I also admit that there have been seasons where my faith has failed, when I’ve railed against God’s seeming absence and indifference. There are moments when the sacred scripture and familiar hymns are unable to provide comfort or give me hope that justice will ever prevail. In these moments of doubt, when my very faith fails to support me, I don’t run away from the brutal truth that is revealed: failing, like doubt, is inevitable, so I have to focus my energy not on the number of times I’ve fallen but on those occasions in which I’ve gotten up, again and again. Even while still feeling the sting of rejection and failure, I must choose to apply again, or to love again, or to trust again.

That is why the song currently stuck in my head is Donnie McClurkin’s “We Fall Down,” with its simple reminder that “a saint is just a sinner who fell down and got up.” The gospel singer keeps repeating the same charge: “Get back up again.” These words have been a balm to my soul. It is my nature to want to explain and dissect each failure, to figure out what went wrong and why.
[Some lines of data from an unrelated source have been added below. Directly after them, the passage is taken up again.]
//! Adapters between the kubert watch machinery and the change processor.
//!
//! One `CaptureIndex` instance is shared by every watch; each indexing
//! impl translates apply/delete events into typed captures. Resets need no
//! special handling because captures are idempotent per object.

use crate::handler::SharedHandler;
use k8s_openapi::apiextensions_apiserver::pkg::apis::apiextensions::v1::CustomResourceDefinition;
use nginx_gateway_controller_core::ResourceId;
use nginx_gateway_controller_k8s_api::{
    gateway as gw, ConfigMap, EndpointSlice, Namespace, Secret, Service,
};
use nginx_gateway_controller_k8s_state::change::{Delete, Upsert};

/// Feeds watch events into the event handler.
pub struct CaptureIndex {
    handler: SharedHandler,
}

impl CaptureIndex {
    pub fn new(handler: SharedHandler) -> Self {
        Self { handler }
    }
}

macro_rules! namespaced_index {
    ($kind:ty, $upsert:path, $delete:path) => {
        impl kubert::index::IndexNamespacedResource<$kind> for CaptureIndex {
            fn apply(&mut self, resource: $kind) {
                self.handler.capture_upsert($upsert(resource));
            }

            fn delete(&mut self, namespace: String, name: String) {
                self.handler
                    .capture_delete($delete(ResourceId::new(namespace, name)));
            }
        }
    };
}

macro_rules! cluster_index {
    ($kind:ty, $upsert:path, $delete:path) => {
        impl kubert::index::IndexClusterResource<$kind> for CaptureIndex {
            fn apply(&mut self, resource: $kind) {
                self.handler.capture_upsert($upsert(resource));
            }

            fn delete(&mut self, name: String) {
                self.handler
                    .capture_delete($delete(ResourceId::cluster_scoped(name)));
            }
        }
    };
}

namespaced_index!(gw::Gateway, Upsert::Gateway, Delete::Gateway);
namespaced_index!(gw::HTTPRoute, Upsert::HttpRoute, Delete::HttpRoute);
namespaced_index!(gw::ReferenceGrant, Upsert::ReferenceGrant, Delete::ReferenceGrant);
namespaced_index!(
    gw::BackendTLSPolicy,
    Upsert::BackendTlsPolicy,
    Delete::BackendTlsPolicy
);
namespaced_index!(Service, Upsert::Service, Delete::Service);
namespaced_index!(Secret, Upsert::Secret, Delete::Secret);
namespaced_index!(ConfigMap, Upsert::ConfigMap, Delete::ConfigMap);
namespaced_index!(EndpointSlice, Upsert::EndpointSlice, Delete::EndpointSlice);

cluster_index!(gw::GatewayClass, Upsert::GatewayClass, Delete::GatewayClass);
cluster_index!(Namespace, Upsert::Namespace, Delete::Namespace);

// Only the Gateway API CRDs are interesting, and only their metadata: the
// bundle-version annotation gates the GatewayClass.
impl kubert::index::IndexClusterResource<CustomResourceDefinition> for CaptureIndex {
    fn apply(&mut self, resource: CustomResourceDefinition) {
        let name = resource.metadata.name.as_deref().unwrap_or_default();
        if name.ends_with(&format!(".{}", gw::GROUP_NAME)) {
            self.handler
                .capture_upsert(Upsert::CrdMetadata(resource.metadata));
        }
    }

    fn delete(&mut self, name: String) {
        if name.ends_with(&format!(".{}", gw::GROUP_NAME)) {
            self.handler
                .capture_delete(Delete::CrdMetadata(ResourceId::cluster_scoped(name)));
        }
    }
}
Like everyone, I want to know why I failed when it seemed like I tried my hardest, did my very best, or loved the most. But there are often no answers forthcoming to these questions.

Faith is choosing to get back up again even if you may never know why life knocked you down. Failing and falling are unavoidable. My hope is in a God who gives me the grace and desire to get up and try again. 

Yolanda Pierce

Yolanda Pierce is dean and professor at Vanderbilt Divinity School and author of the forthcoming The Wounds Are the Witness: Black Faith Weaving Memory into Justice and Healing.